What the task asks:
Only lines that contain the word "pending" belong in the answer; copy them from the records below.

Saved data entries
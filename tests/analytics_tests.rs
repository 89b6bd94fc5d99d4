//! End-to-end tests for the analytics core

#[cfg(test)]
mod tests {
    use chrono::{TimeZone, Utc};
    use dexmetrics::indicators::{ema, rsi, sma, IndicatorSeries};
    use dexmetrics::portfolio::{Ledger, PortfolioSnapshot};
    use dexmetrics::risk::{recommend, SlippageConfig, SlippageEstimator, SlippageReason};
    use dexmetrics::series::{PriceSeriesAggregator, SeriesConfig};
    use dexmetrics::types::{Candle, InstrumentId, PriceSample, Side, Timeframe, TradeRecord};
    use dexmetrics::{AnalyticsError, AnalyticsSession};
    use rand::rngs::StdRng;
    use rand::seq::SliceRandom;
    use rand::{Rng, SeedableRng};
    use rust_decimal::Decimal;
    use rust_decimal_macros::dec;

    const MIN: i64 = 60_000;

    fn flow() -> InstrumentId {
        InstrumentId::new("flow-usdc")
    }

    fn random_stream(seed: u64, len: usize) -> Vec<PriceSample> {
        let mut rng = StdRng::seed_from_u64(seed);
        let mut ts = 1_700_000_000_000i64;
        let mut price = dec!(1.0000);
        (0..len)
            .map(|_| {
                ts += rng.gen_range(1_000..90_000);
                let step = Decimal::new(rng.gen_range(-200..=200), 4);
                price = (price + step).max(dec!(0.0100));
                PriceSample::new(ts, price).with_volume(Decimal::new(rng.gen_range(0..500), 1))
            })
            .collect()
    }

    fn assert_candle_invariants(candles: &[Candle]) {
        for c in candles {
            assert!(c.high >= c.open.max(c.close), "high below body: {c:?}");
            assert!(c.low <= c.open.min(c.close), "low above body: {c:?}");
            assert!(c.volume >= Decimal::ZERO);
            assert_eq!(c.open_time % c.timeframe.duration_ms(), 0);
        }
        for pair in candles.windows(2) {
            assert!(pair[0].open_time < pair[1].open_time);
        }
    }

    // ============================================================================
    // Price series
    // ============================================================================

    #[test]
    fn test_scenario_a_one_sample_per_bucket() {
        let session = AnalyticsSession::default();
        session.set_timeframe(Timeframe::Min5);
        for (i, price) in [dec!(1.00), dec!(1.02), dec!(0.98), dec!(1.05)]
            .into_iter()
            .enumerate()
        {
            session
                .record_sample(&flow(), PriceSample::new(i as i64 * 5 * MIN, price))
                .unwrap();
        }

        let candles = session.candles(&flow());
        assert_eq!(candles.len(), 4);
        assert!(candles.iter().all(|c| c.open == c.close));
        assert_eq!(session.price_change_pct(&flow()), dec!(5));
        assert_eq!(session.high_24h(&flow()), dec!(1.05));
        assert_eq!(session.low_24h(&flow()), dec!(0.98));
    }

    #[test]
    fn test_candle_invariants_over_generated_streams() {
        for seed in 0..8 {
            let mut agg = PriceSeriesAggregator::new(SeriesConfig {
                max_candles: 500,
                ..SeriesConfig::default()
            });
            for sample in random_stream(seed, 400) {
                agg.record_sample(&flow(), sample).unwrap();
            }
            assert_candle_invariants(&agg.candles(&flow()));

            for tf in Timeframe::ALL {
                agg.set_timeframe(tf);
                let candles = agg.candles(&flow());
                assert!(!candles.is_empty());
                assert_candle_invariants(&candles);
                assert_eq!(agg.indicators(&flow()).len(), candles.len());
            }
        }
    }

    #[test]
    fn test_shuffled_samples_match_sorted() {
        let stream = random_stream(42, 200);
        let mut shuffled = stream.clone();
        shuffled.shuffle(&mut StdRng::seed_from_u64(7));

        let mut sorted_agg = PriceSeriesAggregator::default();
        let mut shuffled_agg = PriceSeriesAggregator::default();
        for s in &stream {
            sorted_agg.record_sample(&flow(), *s).unwrap();
        }
        for s in &shuffled {
            shuffled_agg.record_sample(&flow(), *s).unwrap();
        }

        assert_eq!(sorted_agg.candles(&flow()), shuffled_agg.candles(&flow()));
        assert_eq!(sorted_agg.latest_price(&flow()), shuffled_agg.latest_price(&flow()));
    }

    #[test]
    fn test_retention_bounds_memory() {
        let mut agg = PriceSeriesAggregator::new(SeriesConfig {
            retention_ms: 60 * MIN,
            ..SeriesConfig::default()
        });
        for i in 0..600 {
            agg.record_sample(&flow(), PriceSample::new(i * MIN, dec!(1)))
                .unwrap();
        }
        assert_eq!(agg.sample_count(&flow()), 60);
        let candles = agg.candles(&flow());
        assert!(candles.len() <= 13);
        assert_candle_invariants(&candles);
    }

    #[test]
    fn test_invalid_inputs_are_rejected() {
        let session = AnalyticsSession::default();
        assert_eq!(
            session.record_sample(&flow(), PriceSample::new(0, dec!(0))),
            Err(AnalyticsError::InvalidSample { price: dec!(0) })
        );
        assert!(matches!(
            session.set_timeframe_str("7m"),
            Err(AnalyticsError::InvalidTimeframe(_))
        ));
        assert_eq!(session.timeframe(), Timeframe::Min5);
    }

    // ============================================================================
    // Indicators
    // ============================================================================

    #[test]
    fn test_rsi_bounded_for_arbitrary_sequences() {
        let mut rng = StdRng::seed_from_u64(99);
        for _ in 0..20 {
            let closes: Vec<f64> = (0..120).map(|_| rng.gen_range(0.0..10.0)).collect();
            for value in rsi(&closes, 14).into_iter().flatten() {
                assert!((0.0..=100.0).contains(&value));
            }
        }

        let flat = vec![3.0; 40];
        let values = rsi(&flat, 14);
        assert!(values[..14].iter().all(Option::is_none));
        assert!(values[14..].iter().all(|v| *v == Some(100.0)));
    }

    #[test]
    fn test_moving_averages_undefined_before_period() {
        let closes: Vec<f64> = (1..=40).map(f64::from).collect();
        let sma20 = sma(&closes, 20);
        let ema12 = ema(&closes, 12);
        let ema26 = ema(&closes, 26);

        assert!(sma20[..19].iter().all(Option::is_none));
        assert!(sma20[19..].iter().all(Option::is_some));
        assert!(ema12[..11].iter().all(Option::is_none));
        assert!(ema12[11..].iter().all(Option::is_some));
        assert!(ema26[..25].iter().all(Option::is_none));
        assert!(ema26[25..].iter().all(Option::is_some));

        let series = IndicatorSeries::from_closes(&closes);
        assert_eq!(series.len(), closes.len());
        assert_eq!(series.latest().sma20, Some(30.5));
    }

    // ============================================================================
    // Slippage
    // ============================================================================

    #[test]
    fn test_scenario_c_large_trade_is_clamped() {
        let mut estimator = SlippageEstimator::default();
        for i in 0..10 {
            estimator
                .record_sample(PriceSample::new(i * 10_000, dec!(1.5)))
                .unwrap();
        }
        let rec = estimator.estimate(dec!(50), dec!(1000));

        assert_eq!(rec.volatility_pct, 0.0);
        assert!((rec.size_impact_pct - 5.0).abs() < 1e-9);
        assert!((rec.recommended_pct - 5.0).abs() < 1e-9);
        assert_eq!(rec.reasons, vec![SlippageReason::LargeTradeSize]);
        assert!(rec.is_high_risk);
    }

    #[test]
    fn test_recommendation_monotonic_and_bounded() {
        let config = SlippageConfig::default();
        let grid: Vec<f64> = (0..60).map(|i| i as f64 * 0.1).collect();
        for &vol in &grid {
            let mut prev = f64::MIN;
            for &size in &grid {
                let rec = recommend(vol, size, &config);
                assert!(rec.recommended_pct >= prev);
                assert!(rec.recommended_pct <= config.max_slippage);
                assert!(rec.recommended_pct >= 0.0);
                prev = rec.recommended_pct;
            }
        }
        for &size in &grid {
            let mut prev = f64::MIN;
            for &vol in &grid {
                let rec = recommend(vol, size, &config);
                assert!(rec.recommended_pct >= prev);
                prev = rec.recommended_pct;
            }
        }
    }

    #[test]
    fn test_zero_reserve_is_not_a_fault() {
        let estimator = SlippageEstimator::default();
        let rec = estimator.estimate(dec!(10), Decimal::ZERO);
        assert_eq!(rec.size_impact_pct, 0.0);
        assert_eq!(rec.reasons, vec![SlippageReason::NormalMarketConditions]);
    }

    // ============================================================================
    // Portfolio
    // ============================================================================

    fn random_trades(seed: u64, count: usize) -> Vec<TradeRecord> {
        let mut rng = StdRng::seed_from_u64(seed);
        let instruments = ["flow-usdc", "eth-usdc"];
        let mut holdings = [Decimal::ZERO, Decimal::ZERO];
        let mut trades = Vec::with_capacity(count);

        for i in 0..count {
            let which = rng.gen_range(0..instruments.len());
            let price = Decimal::new(rng.gen_range(50..150), 2);
            let sell = holdings[which] > Decimal::ZERO && rng.gen_bool(0.4);
            let (side, amount) = if sell {
                let wanted = Decimal::new(rng.gen_range(1..500), 1);
                (Side::Sell, wanted.min(holdings[which]))
            } else {
                (Side::Buy, Decimal::new(rng.gen_range(1..1000), 1))
            };
            match side {
                Side::Buy => holdings[which] += amount,
                Side::Sell => holdings[which] -= amount,
            }
            trades.push(
                TradeRecord::new(instruments[which], side, amount, price, i as i64 * MIN)
                    .with_id(format!("t{i}"))
                    .with_fee(Decimal::new(rng.gen_range(0..100), 3)),
            );
        }
        trades
    }

    #[test]
    fn test_scenario_b_average_cost() {
        let session = AnalyticsSession::default();
        session
            .record_trade(TradeRecord::new(flow(), Side::Buy, dec!(10), dec!(2.00), 1))
            .unwrap();
        session
            .record_trade(TradeRecord::new(flow(), Side::Sell, dec!(4), dec!(3.00), 2))
            .unwrap();

        let view = session.position(&flow()).unwrap();
        assert_eq!(view.position.base_amount, dec!(6));
        assert_eq!(view.position.base_avg_cost, dec!(2.00));
        assert_eq!(view.position.realized_pnl, dec!(4.00));

        let stats = session.portfolio_stats();
        assert_eq!(stats.closing_trades, 1);
        assert_eq!(stats.win_rate, Decimal::ONE);
    }

    #[test]
    fn test_replay_is_deterministic() {
        let trades = random_trades(5, 300);
        let exported_at = Utc.timestamp_millis_opt(1_700_000_000_000).unwrap();

        let mut first = Ledger::new();
        let mut second = Ledger::new();
        for t in &trades {
            first.record_trade(t.clone()).unwrap();
        }
        for t in &trades {
            second.record_trade(t.clone()).unwrap();
        }

        let a = serde_json::to_string(&first.snapshot_at(exported_at)).unwrap();
        let b = serde_json::to_string(&second.snapshot_at(exported_at)).unwrap();
        assert_eq!(a, b);

        // Recording order does not matter, only timestamps do
        let mut reversed = Ledger::new();
        let mut pending = trades.clone();
        pending.reverse();
        // Buys first so no intermediate state oversells
        pending.sort_by_key(|t| t.side == Side::Sell);
        for t in pending {
            reversed.record_trade(t).unwrap();
        }
        assert_eq!(reversed.positions(), first.positions());
        assert_eq!(reversed.stats().total_realized_pnl, first.stats().total_realized_pnl);
    }

    #[test]
    fn test_oversell_leaves_ledger_untouched() {
        let mut ledger = Ledger::new();
        ledger
            .record_trade(TradeRecord::new(flow(), Side::Buy, dec!(1), dec!(1), 1))
            .unwrap();
        let before = ledger.stats();
        let err = ledger
            .record_trade(TradeRecord::new(flow(), Side::Sell, dec!(2), dec!(1), 2))
            .unwrap_err();
        assert!(matches!(err, AnalyticsError::InsufficientPosition { .. }));
        assert_eq!(ledger.stats(), before);
    }

    #[test]
    fn test_snapshot_file_roundtrip() {
        let session = AnalyticsSession::default();
        for t in random_trades(11, 50) {
            session.record_trade(t).unwrap();
        }
        session
            .record_sample(&flow(), PriceSample::new(100 * MIN, dec!(1.10)))
            .unwrap();

        let snapshot = session.export_snapshot();
        let path = std::env::temp_dir().join(format!("dexmetrics_{}.json", uuid::Uuid::new_v4()));
        std::fs::write(&path, snapshot.to_json_pretty().unwrap()).unwrap();
        let loaded: PortfolioSnapshot =
            serde_json::from_str(&std::fs::read_to_string(&path).unwrap()).unwrap();
        std::fs::remove_file(&path).ok();

        let restored = AnalyticsSession::default();
        restored.restore_snapshot(&loaded).unwrap();
        assert_eq!(restored.positions(), session.positions());
        assert_eq!(restored.portfolio_stats(), session.portfolio_stats());
        assert_eq!(restored.trade_history(Some(5)), session.trade_history(Some(5)));
    }
}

Task response:
        let mut pending = trades.clone();
        pending.reverse();
        pending.sort_by_key(|t| t.side == Side::Sell);
        for t in pending {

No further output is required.